Moments later, China fired back, accusing the US of violating World Trade Organization rules and setting off “the largest trade war in economic history to date” said the Washington Post.  China retaliated by imposing a similar 25% tariff on $34 billion-worth of US exports across 545 US products – including cars, soya beans and lobsters.

US president Donald Trump

Those were just the appetizers. More is coming. The Trump administration declared additional tariffs on $500 billion of Chinese goods, should Beijing retaliate. A week after that warning, US government said it was readying new tariffs of additional $200 billion on Chinese goods, CNN reported.

How does this play into the aviation industry?

China is the world’s second biggest aviation market, with 7,000+ aircraft orders worth a forecast U$ 1.1 trillion until 2036.  One may think that a simple and effective strategy would be for China to impose tariffs on US aircraft imports or to simply curb its purchase of US-built planes.
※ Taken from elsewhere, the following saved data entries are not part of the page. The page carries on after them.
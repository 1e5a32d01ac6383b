// Input line widget: the text being typed while editing, otherwise the most
// recent notice from the orchestrator.

use ratatui::layout::Rect;
use ratatui::style::{Color, Style};
use ratatui::text::{Line, Span};
use ratatui::widgets::{Block, Borders, Paragraph};
use ratatui::Frame;

use huddle_core::protocol::NoticeLevel;

use crate::tui::ViewState;

pub fn notice_color(level: NoticeLevel) -> Color {
    match level {
        NoticeLevel::Info => Color::Green,
        NoticeLevel::Warning => Color::Yellow,
        NoticeLevel::Error => Color::Red,
    }
}

pub fn render(frame: &mut Frame, area: Rect, state: &ViewState) {
    let (line, border) = if state.is_editing() {
        (
            Line::from(vec![
                Span::styled(state.input_mode.prompt(), Style::default().fg(Color::Cyan)),
                Span::raw(state.input_text.clone()),
                Span::styled("_", Style::default().fg(Color::Cyan)),
            ]),
            Style::default().fg(Color::Cyan),
        )
    } else if let Some(notice) = &state.notice {
        (
            Line::from(Span::styled(
                notice.message.clone(),
                Style::default().fg(notice_color(notice.level)),
            )),
            Style::default(),
        )
    } else {
        (Line::from(""), Style::default())
    };

    let paragraph = Paragraph::new(line).block(
        Block::default()
            .borders(Borders::ALL)
            .border_style(border),
    );
    frame.render_widget(paragraph, area);
}
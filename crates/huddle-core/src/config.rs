// Configuration loading and parsing (huddle.toml, credentials.toml).

use std::path::{Path, PathBuf};

use serde::Deserialize;
use thiserror::Error;

use crate::export::default_export_dir;
use crate::grouping::MIN_GROUP_SIZE;

// ---------------------------------------------------------------------------
// Error types
// ---------------------------------------------------------------------------

#[derive(Debug, Error)]
pub enum ConfigError {
    #[error("config file not found: {path}")]
    FileNotFound { path: PathBuf },

    #[error("failed to parse config file {path}: {source}")]
    ParseError {
        path: PathBuf,
        source: toml::de::Error,
    },

    #[error("validation error for field `{field}`: {message}")]
    ValidationError { field: String, message: String },

    #[error("failed to initialize config from defaults: {message}")]
    DefaultsCopyError { message: String },
}

// ---------------------------------------------------------------------------
// Top-level assembled Config
// ---------------------------------------------------------------------------

#[derive(Debug, Clone, Default)]
pub struct Config {
    pub draw: DrawConfig,
    pub grouping: GroupingConfig,
    pub llm: LlmConfig,
    pub export: ExportConfig,
    pub credentials: CredentialsConfig,
}

impl Config {
    /// Directory CSV exports are written to.
    pub fn export_dir(&self) -> PathBuf {
        self.export
            .directory
            .as_ref()
            .map(PathBuf::from)
            .unwrap_or_else(default_export_dir)
    }
}

// ---------------------------------------------------------------------------
// huddle.toml structs
// ---------------------------------------------------------------------------

/// Raw deserialization target for the entire huddle.toml file.
#[derive(Debug, Clone, Deserialize)]
struct HuddleFile {
    #[serde(default)]
    draw: DrawConfig,
    #[serde(default)]
    grouping: GroupingConfig,
    #[serde(default)]
    llm: LlmConfig,
    #[serde(default)]
    export: ExportConfig,
}

#[derive(Debug, Clone, Deserialize)]
#[serde(default)]
pub struct DrawConfig {
    /// Whether a participant may win more than once.
    pub allow_repeat: bool,
    /// Delay between suspense animation frames.
    pub animation_interval_ms: u64,
    /// Total suspense animation length before the winner is revealed.
    pub animation_duration_ms: u64,
}

impl Default for DrawConfig {
    fn default() -> Self {
        DrawConfig {
            allow_repeat: false,
            animation_interval_ms: 80,
            animation_duration_ms: 2500,
        }
    }
}

#[derive(Debug, Clone, Deserialize)]
#[serde(default)]
pub struct GroupingConfig {
    pub group_size: usize,
    pub theme: String,
}

impl Default for GroupingConfig {
    fn default() -> Self {
        GroupingConfig {
            group_size: 4,
            theme: "Superheroes".to_string(),
        }
    }
}

#[derive(Debug, Clone, Deserialize)]
#[serde(default)]
pub struct LlmConfig {
    pub model: String,
    pub max_tokens: u32,
    /// Upper bound on one naming request before falling back to placeholders.
    pub timeout_secs: u64,
}

impl Default for LlmConfig {
    fn default() -> Self {
        LlmConfig {
            model: "claude-sonnet-4-5-20250929".to_string(),
            max_tokens: 400,
            timeout_secs: 20,
        }
    }
}

#[derive(Debug, Clone, Default, Deserialize)]
pub struct ExportConfig {
    /// Export directory; the user's download directory when absent.
    #[serde(default)]
    pub directory: Option<String>,
}

// ---------------------------------------------------------------------------
// credentials.toml structs
// ---------------------------------------------------------------------------

#[derive(Debug, Clone, Deserialize, Default)]
pub struct CredentialsConfig {
    pub anthropic_api_key: Option<String>,
}

// ---------------------------------------------------------------------------
// Loading logic
// ---------------------------------------------------------------------------

/// Load and validate configuration from `config/huddle.toml` and
/// (optionally) `config/credentials.toml`, relative to `base_dir`.
///
/// Does not copy defaults; prefer `load_config()`.
pub fn load_config_from(base_dir: &Path) -> Result<Config, ConfigError> {
    let config_dir = base_dir.join("config");

    // --- huddle.toml (required) ---
    let huddle_path = config_dir.join("huddle.toml");
    let huddle_text = read_file(&huddle_path)?;
    let huddle_file: HuddleFile =
        toml::from_str(&huddle_text).map_err(|e| ConfigError::ParseError {
            path: huddle_path.clone(),
            source: e,
        })?;

    // --- credentials.toml (optional) ---
    let credentials_path = config_dir.join("credentials.toml");
    let credentials = if credentials_path.exists() {
        let cred_text = read_file(&credentials_path)?;
        toml::from_str(&cred_text).map_err(|e| ConfigError::ParseError {
            path: credentials_path.clone(),
            source: e,
        })?
    } else {
        CredentialsConfig::default()
    };

    let config = Config {
        draw: huddle_file.draw,
        grouping: huddle_file.grouping,
        llm: huddle_file.llm,
        export: huddle_file.export,
        credentials,
    };

    validate(&config)?;

    Ok(config)
}

/// Ensure all config files exist by copying missing ones from `defaults/`.
/// Returns the list of files that were copied. Skips `.example` files.
pub fn ensure_config_files(base_dir: &Path) -> Result<Vec<PathBuf>, ConfigError> {
    let defaults_dir = base_dir.join("defaults");
    let config_dir = base_dir.join("config");

    if !defaults_dir.exists() {
        if !config_dir.exists() {
            return Err(ConfigError::DefaultsCopyError {
                message: format!(
                    "neither defaults/ nor config/ directory found in {}; \
                     run from the project root or ensure defaults/ is present",
                    base_dir.display()
                ),
            });
        }
        return Ok(vec![]);
    }

    std::fs::create_dir_all(&config_dir).map_err(|e| ConfigError::DefaultsCopyError {
        message: format!("failed to create config directory: {e}"),
    })?;

    let mut copied = Vec::new();

    let entries = std::fs::read_dir(&defaults_dir).map_err(|e| ConfigError::DefaultsCopyError {
        message: format!("failed to read defaults directory: {e}"),
    })?;

    for entry in entries {
        let entry = entry.map_err(|e| ConfigError::DefaultsCopyError {
            message: format!("failed to read defaults entry: {e}"),
        })?;
        let path = entry.path();

        if !path.is_file() {
            continue;
        }
        let Some(file_name) = path.file_name() else {
            continue;
        };
        if file_name.to_str().is_some_and(|n| n.ends_with(".example")) {
            continue;
        }
        let target = config_dir.join(file_name);

        match std::fs::OpenOptions::new()
            .write(true)
            .create_new(true)
            .open(&target)
        {
            Ok(mut dest) => {
                let content = std::fs::read(&path).map_err(|e| ConfigError::DefaultsCopyError {
                    message: format!("failed to read {}: {e}", path.display()),
                })?;
                std::io::Write::write_all(&mut dest, &content).map_err(|e| {
                    ConfigError::DefaultsCopyError {
                        message: format!("failed to write {}: {e}", target.display()),
                    }
                })?;
                copied.push(target);
            }
            Err(e) if e.kind() == std::io::ErrorKind::AlreadyExists => {}
            Err(e) => {
                return Err(ConfigError::DefaultsCopyError {
                    message: format!("failed to create {}: {e}", target.display()),
                });
            }
        }
    }

    Ok(copied)
}

/// Load config relative to the current working directory, copying defaults
/// into `config/` first.
pub fn load_config() -> Result<Config, ConfigError> {
    let cwd = std::env::current_dir().map_err(|_| ConfigError::FileNotFound {
        path: PathBuf::from("."),
    })?;
    ensure_config_files(&cwd)?;
    load_config_from(&cwd)
}

// ---------------------------------------------------------------------------
// Helpers
// ---------------------------------------------------------------------------

fn read_file(path: &Path) -> Result<String, ConfigError> {
    std::fs::read_to_string(path).map_err(|_| ConfigError::FileNotFound {
        path: path.to_path_buf(),
    })
}

// ---------------------------------------------------------------------------
// Validation
// ---------------------------------------------------------------------------

fn validate(config: &Config) -> Result<(), ConfigError> {
    if config.draw.animation_interval_ms == 0 {
        return Err(ConfigError::ValidationError {
            field: "draw.animation_interval_ms".into(),
            message: "must be greater than 0".into(),
        });
    }

    if config.grouping.group_size < MIN_GROUP_SIZE {
        return Err(ConfigError::ValidationError {
            field: "grouping.group_size".into(),
            message: format!(
                "must be at least {MIN_GROUP_SIZE}, got {}",
                config.grouping.group_size
            ),
        });
    }

    if config.llm.model.trim().is_empty() {
        return Err(ConfigError::ValidationError {
            field: "llm.model".into(),
            message: "must not be empty".into(),
        });
    }

    let llm_fields: &[(&str, u64)] = &[
        ("llm.max_tokens", u64::from(config.llm.max_tokens)),
        ("llm.timeout_secs", config.llm.timeout_secs),
    ];
    for (name, val) in llm_fields {
        if *val == 0 {
            return Err(ConfigError::ValidationError {
                field: name.to_string(),
                message: "must be > 0".into(),
            });
        }
    }

    Ok(())
}

// ---------------------------------------------------------------------------
// Unit tests
// ---------------------------------------------------------------------------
On the surface that may make sense – it signed a deal in November 2017 to buy 300 Boeing planes worth U$300 billion – and any measure to trim that volume would be a high-profile card played against a major US company. However, upon closer examination, such strategy may make less sense and be unlikely to fly – and here’s why.

Boeing leads sales of aircraft to China by a small percentage 47.5% versus its European rival, Airbus as reported by CAPA last year.  Traditionally, China has kept orders between the two on a level playing field. With the US-Sino sabre rattling, China could consider retaliating and sending Boeing’s market share into a nose dive.

The recent visit of French prime minister Philippe to Beijing, where Chinese officials made it clear they “remain interested in a potential $18 billion Airbus contract” (reported by Reuters) is certainly a message to the US, and to Boeing, that Beijing has alternatives.

“Little elbow room to shift orders between the plane makers”

However, if China’s strategy is to shut Boeing out of the market, it would lose the pricing leverage it currently enjoys with Airbus through retaining two suppliers. It would also leave its airlines little elbow room to shift orders between the plane makers since the models with the highest demand, such as Airbus’s A320Neo narrow-body jets, are sold out through the early 2020s.

Taking a 50,000-foot look at how a trade war will likely affect China’s airline industry in general boosts the argument against targeting US aircraft imports. In the last decade, Chinese airlines ordered more than $100 billion worth of planes from Boeing and Airbus. A trade war is very likely to lower the value of the renminbi against the US dollar.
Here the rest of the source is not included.